Il loro discorso, se è quello che è, consiste di click e boom che non sono mai decifrati. Comprenderli dipende da ciò che è visibile, in particolare dai cerchi di inchiostro della loro lingua scritta. A differenza delle parole inglesi che descrivono i suoni parlati, questi cerchi sono ideogrammi, simboli che rappresentano direttamente idee o cose. E quando Louise e Ian osservano che la loro grammatica non mostra segni di direzione del tempo, iniziano a speculare sul fatto che il cervello delle creature possa essere cablato in modo molto diverso dal nostro.

In seguito scopriamo che i circoli scritti sono legati alla capacità delle creature di vedere nel futuro, e che mentre Louise impara la loro lingua, può vedere anche il futuro. Villeneuve sfrutta appieno la capacità del film di lampeggiare senza interruzioni avanti e indietro - inizialmente non ci rendiamo conto che ci viene mostrato il futuro anziché il passato. Diventa chiaro che i problemi di vita di Louise sono insolitamente legati all'evento di arrivo.

Il dibattito infuria tra governi su come rispondere alle creature, tra disordini civili e tensioni globali, con Russia e Cina particolarmente nervose. Louise sostiene che le creature potrebbero non conoscere la differenza tra un'arma e uno strumento.

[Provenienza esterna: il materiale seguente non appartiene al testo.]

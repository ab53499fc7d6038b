//! Static table of content stream operators.
//!
//! Every operator of PDF 32000-1 Annex A has one entry. Operators that open a
//! scope (`q`, `BT`, `BDC`, `BMC`, `BX`) name the operator that closes it, so
//! that a parser can check nesting without knowing what the operators draw.

use std::collections::HashMap;
use std::fmt;
use std::sync::LazyLock;

/// Role of a keyword in the nesting structure of a content stream.
#[derive(Debug, Clone, Copy, PartialEq, Eq, Hash)]
#[cfg_attr(feature = "serde", derive(serde::Serialize))]
pub enum KeywordClass {
    Standalone,
    Opening,
    Closing,
}

#[derive(Debug, Clone, Copy, PartialEq, Eq, Hash)]
#[cfg_attr(feature = "serde", derive(serde::Serialize))]
pub enum KeywordId {
    /// Sentinel for operators missing from the table.
    Unknown,
    CloseFillStroke,
    FillStroke,
    CloseFillStrokeEvenOdd,
    FillStrokeEvenOdd,
    BeginMarkedContentProperties,
    BeginInlineImage,
    BeginMarkedContent,
    BeginText,
    BeginCompatibility,
    CurveTo,
    ConcatMatrix,
    StrokeColorSpace,
    FillColorSpace,
    DashPattern,
    GlyphWidth,
    GlyphWidthBoundingBox,
    PaintXObject,
    MarkedPointProperties,
    EndInlineImage,
    EndMarkedContent,
    EndText,
    EndCompatibility,
    Fill,
    FillObsolete,
    FillEvenOdd,
    StrokeGray,
    FillGray,
    GraphicsState,
    ClosePath,
    Flatness,
    InlineImageData,
    LineJoin,
    LineCap,
    StrokeCmyk,
    FillCmyk,
    LineTo,
    MoveTo,
    MiterLimit,
    MarkedPoint,
    EndPath,
    SaveState,
    RestoreState,
    Rectangle,
    StrokeRgb,
    FillRgb,
    RenderingIntent,
    CloseStroke,
    Stroke,
    StrokeColor,
    FillColor,
    StrokeColorN,
    FillColorN,
    Shade,
    NextLine,
    CharacterSpacing,
    MoveText,
    MoveTextSetLeading,
    TextFont,
    ShowText,
    ShowTextAdjusted,
    TextLeading,
    TextMatrix,
    TextRenderingMode,
    TextRise,
    WordSpacing,
    HorizontalScaling,
    CurveToInitialReplicated,
    LineWidth,
    Clip,
    ClipEvenOdd,
    CurveToFinalReplicated,
    NextLineShowText,
    NextLineSpacingShowText,
}

/// One row of the keyword table.
#[derive(Debug, PartialEq, Eq)]
pub struct KeywordInfo {
    pub class: KeywordClass,
    pub id: KeywordId,
    /// The closing keyword, set exactly for opening keywords.
    pub close: Option<KeywordId>,
    pub text: &'static str,
    pub description: &'static str,
}

const fn standalone(id: KeywordId, text: &'static str, description: &'static str) -> KeywordInfo {
    KeywordInfo {
        class: KeywordClass::Standalone,
        id,
        close: None,
        text,
        description,
    }
}

const fn opening(id: KeywordId, close: KeywordId, text: &'static str, description: &'static str) -> KeywordInfo {
    KeywordInfo {
        class: KeywordClass::Opening,
        id,
        close: Some(close),
        text,
        description,
    }
}

const fn closing(id: KeywordId, text: &'static str, description: &'static str) -> KeywordInfo {
    KeywordInfo {
        class: KeywordClass::Closing,
        id,
        close: None,
        text,
        description,
    }
}

/// Returned for every keyword not listed in [`KEYWORDS`].
pub static UNKNOWN: KeywordInfo = standalone(KeywordId::Unknown, "", "Unknown keyword");

use KeywordId::*;

pub static KEYWORDS: &[KeywordInfo] = &[
    standalone(CloseFillStroke, "b", "Close, fill, and stroke path using nonzero winding number rule"),
    standalone(FillStroke, "B", "Fill and stroke path using nonzero winding number rule"),
    standalone(CloseFillStrokeEvenOdd, "b*", "Close, fill, and stroke path using even-odd rule"),
    standalone(FillStrokeEvenOdd, "B*", "Fill and stroke path using even-odd rule"),
    opening(
        BeginMarkedContentProperties,
        EndMarkedContent,
        "BDC",
        "Begin marked-content sequence with property list",
    ),
    standalone(BeginInlineImage, "BI", "Begin inline image object"),
    opening(BeginMarkedContent, EndMarkedContent, "BMC", "Begin marked-content sequence"),
    opening(BeginText, EndText, "BT", "Begin text object"),
    opening(BeginCompatibility, EndCompatibility, "BX", "Begin compatibility section"),
    standalone(CurveTo, "c", "Append curved segment to path (three control points)"),
    standalone(ConcatMatrix, "cm", "Concatenate matrix to current transformation matrix"),
    standalone(StrokeColorSpace, "CS", "Set color space for stroking operations"),
    standalone(FillColorSpace, "cs", "Set color space for nonstroking operations"),
    standalone(DashPattern, "d", "Set line dash pattern"),
    standalone(GlyphWidth, "d0", "Set glyph width in Type 3 font"),
    standalone(GlyphWidthBoundingBox, "d1", "Set glyph width and bounding box in Type 3 font"),
    standalone(PaintXObject, "Do", "Invoke named XObject"),
    standalone(MarkedPointProperties, "DP", "Define marked-content point with property list"),
    standalone(EndInlineImage, "EI", "End inline image object"),
    closing(EndMarkedContent, "EMC", "End marked-content sequence"),
    closing(EndText, "ET", "End text object"),
    closing(EndCompatibility, "EX", "End compatibility section"),
    standalone(Fill, "f", "Fill path using nonzero winding number rule"),
    standalone(FillObsolete, "F", "Fill path using nonzero winding number rule (obsolete)"),
    standalone(FillEvenOdd, "f*", "Fill path using even-odd rule"),
    standalone(StrokeGray, "G", "Set gray level for stroking operations"),
    standalone(FillGray, "g", "Set gray level for nonstroking operations"),
    standalone(GraphicsState, "gs", "Set parameters from graphics state parameter dictionary"),
    standalone(ClosePath, "h", "Close subpath"),
    standalone(Flatness, "i", "Set flatness tolerance"),
    standalone(InlineImageData, "ID", "Begin inline image data"),
    standalone(LineJoin, "j", "Set line join style"),
    standalone(LineCap, "J", "Set line cap style"),
    standalone(StrokeCmyk, "K", "Set CMYK color for stroking operations"),
    standalone(FillCmyk, "k", "Set CMYK color for nonstroking operations"),
    standalone(LineTo, "l", "Append straight line segment to path"),
    standalone(MoveTo, "m", "Begin new subpath"),
    standalone(MiterLimit, "M", "Set miter limit"),
    standalone(MarkedPoint, "MP", "Define marked-content point"),
    standalone(EndPath, "n", "End path without filling or stroking"),
    opening(SaveState, RestoreState, "q", "Save graphics state"),
    closing(RestoreState, "Q", "Restore graphics state"),
    standalone(Rectangle, "re", "Append rectangle to path"),
    standalone(StrokeRgb, "RG", "Set RGB color for stroking operations"),
    standalone(FillRgb, "rg", "Set RGB color for nonstroking operations"),
    standalone(RenderingIntent, "ri", "Set color rendering intent"),
    standalone(CloseStroke, "s", "Close and stroke path"),
    standalone(Stroke, "S", "Stroke path"),
    standalone(StrokeColor, "SC", "Set color for stroking operations"),
    standalone(FillColor, "sc", "Set color for nonstroking operations"),
    standalone(
        StrokeColorN,
        "SCN",
        "Set color for stroking operations (ICCBased and special color spaces)",
    ),
    standalone(
        FillColorN,
        "scn",
        "Set color for nonstroking operations (ICCBased and special color spaces)",
    ),
    standalone(Shade, "sh", "Paint area defined by shading pattern"),
    standalone(NextLine, "T*", "Move to start of next text line"),
    standalone(CharacterSpacing, "Tc", "Set character spacing"),
    standalone(MoveText, "Td", "Move text position"),
    standalone(MoveTextSetLeading, "TD", "Move text position and set leading"),
    standalone(TextFont, "Tf", "Set text font and size"),
    standalone(ShowText, "Tj", "Show text"),
    standalone(ShowTextAdjusted, "TJ", "Show text, allowing individual glyph positioning"),
    standalone(TextLeading, "TL", "Set text leading"),
    standalone(TextMatrix, "Tm", "Set text matrix and text line matrix"),
    standalone(TextRenderingMode, "Tr", "Set text rendering mode"),
    standalone(TextRise, "Ts", "Set text rise"),
    standalone(WordSpacing, "Tw", "Set word spacing"),
    standalone(HorizontalScaling, "Tz", "Set horizontal text scaling"),
    standalone(CurveToInitialReplicated, "v", "Append curved segment to path (initial point replicated)"),
    standalone(LineWidth, "w", "Set line width"),
    standalone(Clip, "W", "Set clipping path using nonzero winding number rule"),
    standalone(ClipEvenOdd, "W*", "Set clipping path using even-odd rule"),
    standalone(CurveToFinalReplicated, "y", "Append curved segment to path (final point replicated)"),
    standalone(NextLineShowText, "'", "Move to next line and show text"),
    standalone(
        NextLineSpacingShowText,
        "\"",
        "Set word and character spacing, move to next line, and show text",
    ),
];

static BY_TEXT: LazyLock<HashMap<&'static str, &'static KeywordInfo>> =
    LazyLock::new(|| KEYWORDS.iter().map(|info| (info.text, info)).collect());

static BY_ID: LazyLock<HashMap<KeywordId, &'static KeywordInfo>> =
    LazyLock::new(|| KEYWORDS.iter().map(|info| (info.id, info)).collect());

/// Table entry for `text`, or [`UNKNOWN`].
pub fn lookup(text: &str) -> &'static KeywordInfo {
    BY_TEXT.get(text).copied().unwrap_or(&UNKNOWN)
}

/// Table entry for `id`; [`KeywordId::Unknown`] yields [`UNKNOWN`].
pub fn info(id: KeywordId) -> &'static KeywordInfo {
    BY_ID.get(&id).copied().unwrap_or(&UNKNOWN)
}

impl KeywordId {
    pub fn info(self) -> &'static KeywordInfo {
        info(self)
    }

    pub fn as_str(self) -> &'static str {
        self.info().text
    }
}

/// An operator as written in a content stream.
#[derive(Debug, Clone, Eq)]
pub enum Keyword {
    Known(KeywordId),
    /// Keyword missing from the table, kept verbatim.
    Unknown(String),
}

impl Keyword {
    pub fn new(text: &str) -> Keyword {
        match lookup(text).id {
            KeywordId::Unknown => Keyword::Unknown(text.to_owned()),
            id => Keyword::Known(id),
        }
    }

    pub fn id(&self) -> KeywordId {
        match self {
            Keyword::Known(id) => *id,
            Keyword::Unknown(text) => lookup(text).id,
        }
    }

    pub fn info(&self) -> &'static KeywordInfo {
        info(self.id())
    }

    pub fn as_str(&self) -> &str {
        match self {
            Keyword::Known(id) => id.as_str(),
            Keyword::Unknown(text) => text,
        }
    }
}

impl PartialEq for Keyword {
    fn eq(&self, other: &Keyword) -> bool {
        match (self.id(), other.id()) {
            (KeywordId::Unknown, KeywordId::Unknown) => self.as_str() == other.as_str(),
            (a, b) => a == b,
        }
    }
}

impl From<KeywordId> for Keyword {
    fn from(id: KeywordId) -> Self {
        Keyword::Known(id)
    }
}

impl fmt::Display for Keyword {
    fn fmt(&self, f: &mut fmt::Formatter<'_>) -> fmt::Result {
        f.write_str(self.as_str())
    }
}

#[cfg(test)]
mod tests {
    use super::*;
    use std::collections::HashSet;

    #[test]
    fn every_id_is_reachable_both_ways() {
        let mut texts = HashSet::new();
        for entry in KEYWORDS {
            assert!(texts.insert(entry.text), "duplicate keyword {}", entry.text);
            assert_eq!(lookup(entry.text), entry);
            assert_eq!(info(entry.id), entry);
        }
        assert_eq!(BY_ID.len(), KEYWORDS.len());
    }

    #[test]
    fn close_is_set_exactly_for_openings() {
        for entry in KEYWORDS {
            match entry.class {
                KeywordClass::Opening => {
                    let close = entry.close.map(info);
                    assert_eq!(close.map(|c| c.class), Some(KeywordClass::Closing), "{}", entry.text);
                }
                _ => assert_eq!(entry.close, None, "{}", entry.text),
            }
        }
    }

    #[test]
    fn marked_content_shares_its_close() {
        assert_eq!(lookup("BDC").close, Some(KeywordId::EndMarkedContent));
        assert_eq!(lookup("BMC").close, Some(KeywordId::EndMarkedContent));
        assert_eq!(lookup("q").close, Some(KeywordId::RestoreState));
        assert_eq!(lookup("BT").close, Some(KeywordId::EndText));
    }

    #[test]
    fn unknown_keywords_compare_by_text() {
        assert_eq!(lookup("setrgbcolor"), &UNKNOWN);
        assert_eq!(info(KeywordId::Unknown).class, KeywordClass::Standalone);
        assert_eq!(Keyword::new("foo"), Keyword::Unknown("foo".into()));
        assert_ne!(Keyword::new("foo"), Keyword::new("bar"));
        assert_eq!(Keyword::Unknown("q".into()), Keyword::Known(KeywordId::SaveState));
    }
}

Come osserva un altro personaggio: se dai solo un martello a qualcuno, tutto diventa un chiodo.

In definitiva, l'arrivo è meno sulla comunicazione con gli alieni che con gli altri - a livello internazionale, ma anche individualmente. La comprensione graduale di Louise di cosa significhi vivere il tempo come le sue conoscenze aliene sarà fondamentale per il modo in cui vive il suo futuro. Il regalo per lei e per il resto del mondo è quello di dare un'occhiata a un modo di essere tipicamente diverso.

Il messaggio del film è che la differenza non riguarda la forma o il colore del corpo ma la lingua, la cultura e il modo di pensare. Non si tratta di cancellare quella differenza, ma di comunicare attraverso di essa. Questo è ciò che realizza l'equilibrio tra familiarità e alterità da cui dipendono i film alieni - ed è ciò che rende Arrival uno dei contributi più memorabili al genere negli ultimi anni. E senza dare completamente la fine, non sono gli americani a trovare la strada giusta, ma un paese più inaspettato.

The Conversation

Circa l'autore

Emily Alder, docente di letteratura e cultura, Università Napier

Questo articolo è stato pubblicato in origine The Conversation. Leggi il articolo originale.